Millions of immigrants have spent decades living in the shadows, working and paying taxes in secret, building a family and a future on United States territory, she says.

In the Democrats’ way is a whole maze created by the Trump government, difficult to untangle and a barrier to progress on this topic.

The last few weeks, for example, have seen the restarting of the former Republican president’s “Remain in Mexico” programme, which places thousands of immigrants in a desperate situation and which has been strongly criticised by “Welcome With Dignity”, a wide coalition which brings together defenders of immigrants.

Biden wanted to cancel it but the courts demanded that it continue. The programme as Trump implemented it was a sham to reject asylum applications, after obliging immigrants to remain for a long time at the mercy of the violent environment that reigned in Mexico.

The continuation of this policy allows the administration to defend itself from Republican criticism about opening the borders. For that reason, the coalition is accusing the government of taking advantage of the situation for political ends.

According to analysts, the issue of immigration is politically thorny, but that does not justify keeping quiet when the Democrats do not fulfil their promises.

The proposal to only issue work permits to and protect from deportation between seven and eight million undocumented people was the latest alternative that the “blue party” tried to include in the budgetary agreement with the senate but, apparently, it did not progress.

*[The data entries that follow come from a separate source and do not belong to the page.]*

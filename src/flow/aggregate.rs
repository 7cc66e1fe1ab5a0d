//! Epoch-level aggregation of per-batch results.

use ndarray::{concatenate, Array2, ArrayView2, Axis};

use crate::errors::HgnnError;
use crate::metrics::{Evaluator, MetricSet};

/// Folds one pass over a split into an epoch-level loss and score.
///
/// The loss is the unweighted arithmetic mean of the per-batch losses: batches
/// may have unequal seed counts, and the mean is over batches, not nodes.
/// The score is computed exactly once over the concatenation of all batch
/// outputs, because classification metrics are not separable across batches.
/// One aggregator covers one split in one pass; a fresh one is created per
/// split so no state leaks between splits.
#[derive(Default)]
pub struct MetricAggregator {
    batch_losses: Vec<f32>,
    logits: Vec<Array2<f32>>,
    labels: Vec<usize>,
}

impl MetricAggregator {
    pub fn new() -> Self {
        Self::default()
    }

    /// Record a training batch, where only the loss matters.
    pub fn observe_loss(&mut self, loss: f32) {
        self.batch_losses.push(loss);
    }

    /// Record an evaluation batch: loss plus the batch's outputs and labels
    /// in yield order.
    pub fn observe(
        &mut self,
        loss: f32,
        logits: Array2<f32>,
        labels: &[usize],
    ) -> Result<(), HgnnError> {
        if logits.nrows() != labels.len() {
            return Err(HgnnError::DimensionMismatch(format!(
                "batch has {} logit rows but {} labels",
                logits.nrows(),
                labels.len()
            )));
        }
        self.batch_losses.push(loss);
        self.logits.push(logits);
        self.labels.extend_from_slice(labels);
        Ok(())
    }

    pub fn num_batches(&self) -> usize {
        self.batch_losses.len()
    }

    /// Unweighted mean of the recorded batch losses.
    pub fn mean_loss(&self) -> Result<f32, HgnnError> {
        if self.batch_losses.is_empty() {
            return Err(HgnnError::EvaluationError(
                "no batches were observed in this pass".to_string(),
            ));
        }
        Ok(self.batch_losses.iter().sum::<f32>() / self.batch_losses.len() as f32)
    }

    /// Finish the pass: mean loss plus a single evaluator invocation over the
    /// concatenated outputs.
    pub fn finish(self, evaluator: &dyn Evaluator) -> Result<(f32, MetricSet), HgnnError> {
        let loss = self.mean_loss()?;
        let views: Vec<ArrayView2<f32>> = self.logits.iter().map(Array2::view).collect();
        let all_logits = concatenate(Axis(0), &views)?;
        let metrics = evaluator.evaluate(&all_logits, &self.labels)?;
        Ok((loss, metrics))
    }
}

Indeed, the so-called “Plan C” would protect from deportation and grant work permits to those who entered the United States before 1st January 2011. The permit would be for five years renewable for another five years for people who meet the requirements.

What is certain is that three-and-a-half decades later there is still no reform and the undocumented population has almost quadrupled in size.

The two sides use immigrants as a political football without a solution favourable to this sector of the population, which has a substantial weight in the United States economy, being anywhere in sight.

For example, some of the data from organisations close to the issue indicate that Mexican migrants satisfy the growing demand of the United States labour market.

Mexican migrants’ contribution to the Gross Domestic Product (GDP) in 2006 reached 485 billion dollars or 3.7% of the total. This group represents over 4.7% of the United States workforce. At that time, they brought 268 billion dollars to the dynamisation of the internal market through the exercise of their capacity to consume. (PL)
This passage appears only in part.